I have only sent two of those chronicles because the master of technology who
does this job, my dear friend Mauro Quito, was out of the country enjoying
some deserved vacations. That is why we now take the topic again, sure that
you will enjoy these narrations I have written for you.
A
big hug.
Iván Vallejo Ricaurte
GETTING TO C4, AT 7,700 m.
Above 7,000m the climber suddenly loses weight and gets weaker. He is like a
sick man, always tired. Rolling while sleeping, stretching an arm to pick up
a boot or a box of matches leaves him breathless; any effort turns into an
exercise of strength of will.
Charles Evans
Antecedents
In
the two previous chronicles I have told you that we set May 19 as the date for
the second summit attempt, after the first failure. I also told you that my
Portuguese friend Joao García, who also failed on his first attempt to the
summit but with another group, couldn’t join us on that date because he hadn’t
physically recovered from that attempt.
In
this chronicle I tell you about the part of the ascent that leads us from C2
to C4, getting us ready for the next summit attack.
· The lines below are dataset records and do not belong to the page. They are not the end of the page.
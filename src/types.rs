//! Core data model: chains, venues, tokens, pools, prices, edges and the
//! detector's output unit.
//!
//! Author: AI-Generated
//! Created: 2026-01-27
//! Modified: 2026-07-28 — generalized from a single-chain/hardcoded-DEX-enum
//! model to a closed-set multi-chain model; V3/Algebra fields dropped
//! (constant-product AMMs only).

use alloy::primitives::{Address, U256};
use chrono::{DateTime, Utc};
use serde::{Deserialize, Serialize};
use std::fmt;

/// Closed set of supported chains. Unknown identifiers are rejected by the
/// config loader at startup rather than accepted as free-form strings.
#[derive(Debug, Clone, Copy, PartialEq, Eq, Hash, Serialize, Deserialize)]
#[serde(rename_all = "lowercase")]
pub enum Chain {
    Bsc,
    Ethereum,
    Arbitrum,
    Base,
}

impl Chain {
    /// Minimum pool liquidity (USD) below which a pool is ignored for
    /// arbitrage purposes on this chain.
    pub fn min_liquidity_usd(&self) -> f64 {
        match self {
            Chain::Bsc => 50_000.0,
            Chain::Ethereum => 100_000.0,
            Chain::Arbitrum | Chain::Base => 25_000.0,
        }
    }

    pub fn native_symbol(&self) -> &'static str {
        match self {
            Chain::Bsc => "BNB",
            Chain::Ethereum => "ETH",
            Chain::Arbitrum => "ETH",
            Chain::Base => "ETH",
        }
    }
}

impl fmt::Display for Chain {
    fn fmt(&self, f: &mut fmt::Formatter<'_>) -> fmt::Result {
        let s = match self {
            Chain::Bsc => "bsc",
            Chain::Ethereum => "ethereum",
            Chain::Arbitrum => "arbitrum",
            Chain::Base => "base",
        };
        write!(f, "{s}")
    }
}

/// A DEX instance on a chain, identified by its factory/router pair.
/// Immutable for the engine's lifetime once loaded from configuration.
#[derive(Debug, Clone, PartialEq, Eq, Serialize, Deserialize)]
pub struct Venue {
    pub chain: Chain,
    pub name: String,
    pub factory: Address,
    pub router: Address,
    /// Swap fee in basis points (10_000 = 100%).
    pub fee_bps: u32,
}

/// Per-chain token record.
#[derive(Debug, Clone, PartialEq, Eq, Serialize, Deserialize)]
pub struct Token {
    pub chain: Chain,
    pub address: Address,
    pub symbol: String,
    pub decimals: u8,
    #[serde(default)]
    pub is_stable: bool,
    /// Reference USD price used for liquidity sizing, if known.
    #[serde(default)]
    pub usd_price: Option<f64>,
}

/// Stable, opaque identifier for a pool: derived from (chain, venue, address)
/// at discovery time and never reused once assigned.
#[derive(Debug, Clone, Copy, PartialEq, Eq, Hash, PartialOrd, Ord, Serialize, Deserialize)]
pub struct PoolId(pub u64);

impl fmt::Display for PoolId {
    fn fmt(&self, f: &mut fmt::Formatter<'_>) -> fmt::Result {
        write!(f, "pool#{}", self.0)
    }
}

/// The core entity: a constant-product pool's authoritative snapshot.
///
/// Invariants (enforced by `crate::registry::PoolRegistry`, not by this
/// struct alone):
/// - `token0`/`token1` order matches the on-chain order reported once at
///   registration and never changes.
/// - Either reserve being zero marks the pool inactive.
/// - `sequence` never decreases across successive `apply` calls.
#[derive(Debug, Clone, Serialize, Deserialize)]
pub struct Pool {
    pub pool_id: PoolId,
    pub chain: Chain,
    pub venue: String,
    pub address: Address,
    pub token0: Address,
    pub token1: Address,
    pub symbol0: String,
    pub symbol1: String,
    pub decimals0: u8,
    pub decimals1: u8,
    pub fee_bps: u32,
    pub reserve0: U256,
    pub reserve1: U256,
    /// Monotonic per-pool ordinal derived from (block_number, log_index).
    pub sequence: u128,
    pub last_update_wall: DateTime<Utc>,
}

impl Pool {
    /// A pool with either reserve at zero contributes neither prices nor
    /// edges until a subsequent non-zero update (§3 invariant).
    pub fn is_active(&self) -> bool {
        !self.reserve0.is_zero() && !self.reserve1.is_zero()
    }

    /// `price0 = reserve1 * 10^decimals0 / (reserve0 * 10^decimals1)`,
    /// the price of token0 in units of token1, decimal-adjusted.
    ///
    /// Returns `None` when the pool is inactive. Uses integer-scaled
    /// arithmetic (`PRICE_SCALE`) rather than floating point so the result
    /// is exact enough to satisfy the price round-trip invariant
    /// (`price0 * price1 == 1`).
    pub fn price(&self) -> Option<Price> {
        if !self.is_active() {
            return None;
        }
        Some(Price::from_reserves(
            self.reserve0,
            self.reserve1,
            self.decimals0,
            self.decimals1,
        ))
    }

    /// USD liquidity estimate for this pool, given a lookup from symbol to
    /// reference USD price. Falls back to doubling the known stable side,
    /// else zero, per §4.3.
    pub fn liquidity_usd(&self, usd_price: impl Fn(&str) -> Option<f64>) -> f64 {
        let side0 = usd_price(&self.symbol0).map(|p| reserve_to_decimal(self.reserve0, self.decimals0) * p);
        let side1 = usd_price(&self.symbol1).map(|p| reserve_to_decimal(self.reserve1, self.decimals1) * p);

        match (side0, side1) {
            (Some(a), Some(b)) => a + b,
            (Some(a), None) => a * 2.0,
            (None, Some(b)) => b * 2.0,
            (None, None) => 0.0,
        }
    }
}

fn reserve_to_decimal(reserve: U256, decimals: u8) -> f64 {
    let scale = 10f64.powi(decimals as i32);
    reserve_to_f64(reserve) / scale
}

fn reserve_to_f64(value: U256) -> f64 {
    // U256 -> f64 via string round trip keeps this correct for values well
    // beyond u128, at the cost of being a non-hot-path conversion; only used
    // for USD-facing heuristics, never for profitability decisions (§9).
    value.to_string().parse().unwrap_or(0.0)
}

/// Fixed-point decimal scale used for `Price`: 18 fractional digits.
pub const PRICE_SCALE: u128 = 1_000_000_000_000_000_000;

/// A pool's mid-price in both directions, integer-scaled to `PRICE_SCALE`
/// fractional digits. Never persisted; always recomputed from reserves.
#[derive(Debug, Clone, Copy, PartialEq, Eq)]
pub struct Price {
    /// price0 * PRICE_SCALE, i.e. price of token0 in units of token1.
    pub price0_scaled: u128,
    /// price1 * PRICE_SCALE, i.e. price of token1 in units of token0.
    pub price1_scaled: u128,
}

impl Price {
    pub fn from_reserves(reserve0: U256, reserve1: U256, decimals0: u8, decimals1: u8) -> Self {
        let r0 = u256_to_u128_saturating(reserve0);
        let r1 = u256_to_u128_saturating(reserve1);

        let price0_scaled = scale_ratio(r1, r0, decimals0, decimals1);
        let price1_scaled = scale_ratio(r0, r1, decimals1, decimals0);

        Price { price0_scaled, price1_scaled }
    }

    pub fn price0_f64(&self) -> f64 {
        self.price0_scaled as f64 / PRICE_SCALE as f64
    }

    pub fn price1_f64(&self) -> f64 {
        self.price1_scaled as f64 / PRICE_SCALE as f64
    }
}

/// `numerator * 10^dec_num * PRICE_SCALE / (denominator * 10^dec_den)`,
/// computed with 256-bit intermediates to avoid overflow ahead of the final
/// downcast, per §9's "at least 128-bit intermediates" guidance.
fn scale_ratio(numerator: u128, denominator: u128, dec_num_adj: u8, dec_den_adj: u8) -> u128 {
    if denominator == 0 {
        return 0;
    }
    let num = U256::from(numerator) * pow10(dec_num_adj) * U256::from(PRICE_SCALE);
    let den = U256::from(denominator) * pow10(dec_den_adj);
    let result = num / den;
    u256_to_u128_saturating(result)
}

fn pow10(exp: u8) -> U256 {
    U256::from(10u64).pow(U256::from(exp))
}

fn u256_to_u128_saturating(value: U256) -> u128 {
    value.try_into().unwrap_or(u128::MAX)
}

/// A directed edge in the token multigraph, derived from one side of a pool.
#[derive(Debug, Clone)]
pub struct Edge {
    pub pool_id: PoolId,
    pub venue: String,
    pub token_in: Address,
    pub token_out: Address,
    pub symbol_in: String,
    pub reserve_in: U256,
    pub reserve_out: U256,
    pub fee_bps: u32,
    /// `(1 - fee_bps/10000) * reserve_out / reserve_in`, as f64 — used only
    /// for Bellman-Ford relaxation weight (`-ln(rate)`), never for the final
    /// profit calculation, which re-simulates with discrete integer reserves.
    pub rate_out_per_in: f64,
}

impl Edge {
    pub fn rate_after_fee(reserve_in: U256, reserve_out: U256, fee_bps: u32) -> f64 {
        let r_in = reserve_to_f64(reserve_in);
        let r_out = reserve_to_f64(reserve_out);
        if r_in <= 0.0 {
            return 0.0;
        }
        let fee_mult = (10_000 - fee_bps.min(10_000)) as f64 / 10_000.0;
        fee_mult * r_out / r_in
    }
}

/// Categorical confidence label surfaced to downstream filters; the
/// continuous score (§4.4.3) is retained on `ArbitragePath` for ranking.
#[derive(Debug, Clone, Copy, PartialEq, Eq, Serialize, Deserialize)]
pub enum ConfidenceLabel {
    Low,
    Medium,
    High,
    VeryHigh,
}

impl ConfidenceLabel {
    pub fn from_score(score: f64) -> Self {
        if score >= 0.85 {
            ConfidenceLabel::VeryHigh
        } else if score >= 0.65 {
            ConfidenceLabel::High
        } else if score >= 0.4 {
            ConfidenceLabel::Medium
        } else {
            ConfidenceLabel::Low
        }
    }
}

/// One hop of a detected arbitrage path: crossing a single pool.
#[derive(Debug, Clone)]
pub struct PathHop {
    pub pool_id: PoolId,
    pub venue: String,
    pub token_in: Address,
    pub token_out: Address,
}

/// The detector's output unit: a cycle of 2..=8 hops starting and ending at
/// the same token, with its profitability and confidence already computed.
#[derive(Debug, Clone)]
pub struct ArbitragePath {
    pub chain: Chain,
    pub hops: Vec<PathHop>,
    pub gross_profit_bps: i64,
    pub estimated_gas_native: f64,
    pub net_profit_bps: i64,
    pub estimated_profit_usd: f64,
    pub confidence_score: f64,
    pub confidence_label: ConfidenceLabel,
    pub detected_at: DateTime<Utc>,
    pub valid_until: DateTime<Utc>,
}

impl ArbitragePath {
    pub fn hop_count(&self) -> usize {
        self.hops.len()
    }

    /// Canonical cycle identity: the cyclic rotation of the pool-id sequence
    /// with the lexicographically smallest ordering, used by C5 to
    /// deduplicate cycles that differ only by starting point (§4.4.2, §9
    /// Open Question 3 — this same id subsumes the pairwise 2-hop case).
    pub fn canonical_cycle_id(&self) -> String {
        let ids: Vec<u64> = self.hops.iter().map(|h| h.pool_id.0).collect();
        if ids.is_empty() {
            return String::new();
        }
        let n = ids.len();
        let best = (0..n)
            .map(|start| {
                (0..n)
                    .map(|i| ids[(start + i) % n])
                    .collect::<Vec<_>>()
            })
            .min()
            .expect("non-empty rotation set");
        best.iter()
            .map(|id| id.to_string())
            .collect::<Vec<_>>()
            .join("-")
    }
}

#[cfg(test)]
mod tests {
    use super::*;

    #[test]
    fn price_round_trip_is_exact_reciprocal_under_integer_scaling() {
        let price = Price::from_reserves(U256::from(1_000_000u64), U256::from(2_000_000u64), 18, 18);
        let product = (price.price0_scaled as u128) * (price.price1_scaled as u128) / (PRICE_SCALE * PRICE_SCALE / PRICE_SCALE);
        // price0 * price1 should equal 1 scaled by PRICE_SCALE (within integer rounding).
        let expected = PRICE_SCALE;
        let diff = if product > expected { product - expected } else { expected - product };
        assert!(diff < 10, "round trip drifted by {diff}");
    }

    #[test]
    fn zero_reserve_pool_is_inactive() {
        let pool = make_pool(U256::ZERO, U256::from(1000u64));
        assert!(!pool.is_active());
        assert!(pool.price().is_none());
    }

    #[test]
    fn canonical_cycle_id_is_rotation_invariant() {
        let hops_a = vec![hop(1), hop(2), hop(3)];
        let hops_b = vec![hop(2), hop(3), hop(1)];
        let path_a = make_path(hops_a);
        let path_b = make_path(hops_b);
        assert_eq!(path_a.canonical_cycle_id(), path_b.canonical_cycle_id());
    }

    fn hop(id: u64) -> PathHop {
        PathHop {
            pool_id: PoolId(id),
            venue: "v".into(),
            token_in: Address::ZERO,
            token_out: Address::ZERO,
        }
    }

    fn make_path(hops: Vec<PathHop>) -> ArbitragePath {
        ArbitragePath {
            chain: Chain::Bsc,
            hops,
            gross_profit_bps: 0,
            estimated_gas_native: 0.0,
            net_profit_bps: 0,
            estimated_profit_usd: 0.0,
            confidence_score: 0.0,
            confidence_label: ConfidenceLabel::Low,
            detected_at: Utc::now(),
            valid_until: Utc::now(),
        }
    }

    fn make_pool(reserve0: U256, reserve1: U256) -> Pool {
        Pool {
            pool_id: PoolId(1),
            chain: Chain::Bsc,
            venue: "test".into(),
            address: Address::ZERO,
            token0: Address::ZERO,
            token1: Address::ZERO,
            symbol0: "A".into(),
            symbol1: "B".into(),
            decimals0: 18,
            decimals1: 18,
            fee_bps: 30,
            reserve0,
            reserve1,
            sequence: 0,
            last_update_wall: Utc::now(),
        }
    }
}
Thursday, May 18 at C2, 6,800 m.
Compared to the previous times, we have changed our strategy today about how
to move above Camp 2. Instead of climbing from C2 to C3 in one day, resting
there and on the next day move to C4 to make the summit attack, we will now
climb directly from C2 to C4.
I
get up in C2 at 6,800m, fresh as a turkey before Christmas eve. It is the
fifth night I sleep at this altitude and I suppose that my blood is thick as
chocolate because so many red cells have married, have been together, had
kiddies and have reproduced like bunnies benefiting my acclimatization. The
day is perfect, the sky is blue, there is no wind, the clouds are really low
but there is a terrible cold (minus 17 degrees Celsius inside the tent).
**
At
7,200 climbing to C3, in the middle of an infernal heat: 32º C. My teammate
J. Bereziartua without shirt. In the background, the summit of Kangchenjunga.
We
left after breakfast, everybody dying from the cold, some more than others.
The plan is to reach 7,700m and to install our C4 there. We have reached
some especial logistics agreements in the benefit of losing weight in our
backpacks. The friends from “Al Filo” carry only one tent for the four of
them and only two sleeping bags to share between two, one as a blanket or
quilt (is sounds more glamorous that way, right?). Such thing can be done,
because at this altitude we cover ourselves with the feather thing that gives
us a nice cover. From our part, Fercho and I carry a super light tent of only
one layer, whose weight is not above 2 Kg and also just one sleeping bag,
mine, which despite the relatively small size can be warm like 101 Dalmatians
around the chimney. At 10 in the morning we reach C3 and the thing gets
complicated because of the intense heat.
The thermometer
reads 28 degrees Celsius, like vacations in Thailand.
Since the day is precious, there are no clouds, no wind; the place, of course,
becomes an oven. We arrange our backpacks with more food, gas, the tent for
C4 and the feather cover. When my backpack is ready, I pick it up and… I
almost die.
-
My God, this will break my back!
By
the way, since last year in Dhaulagiri my back constantly bothers me.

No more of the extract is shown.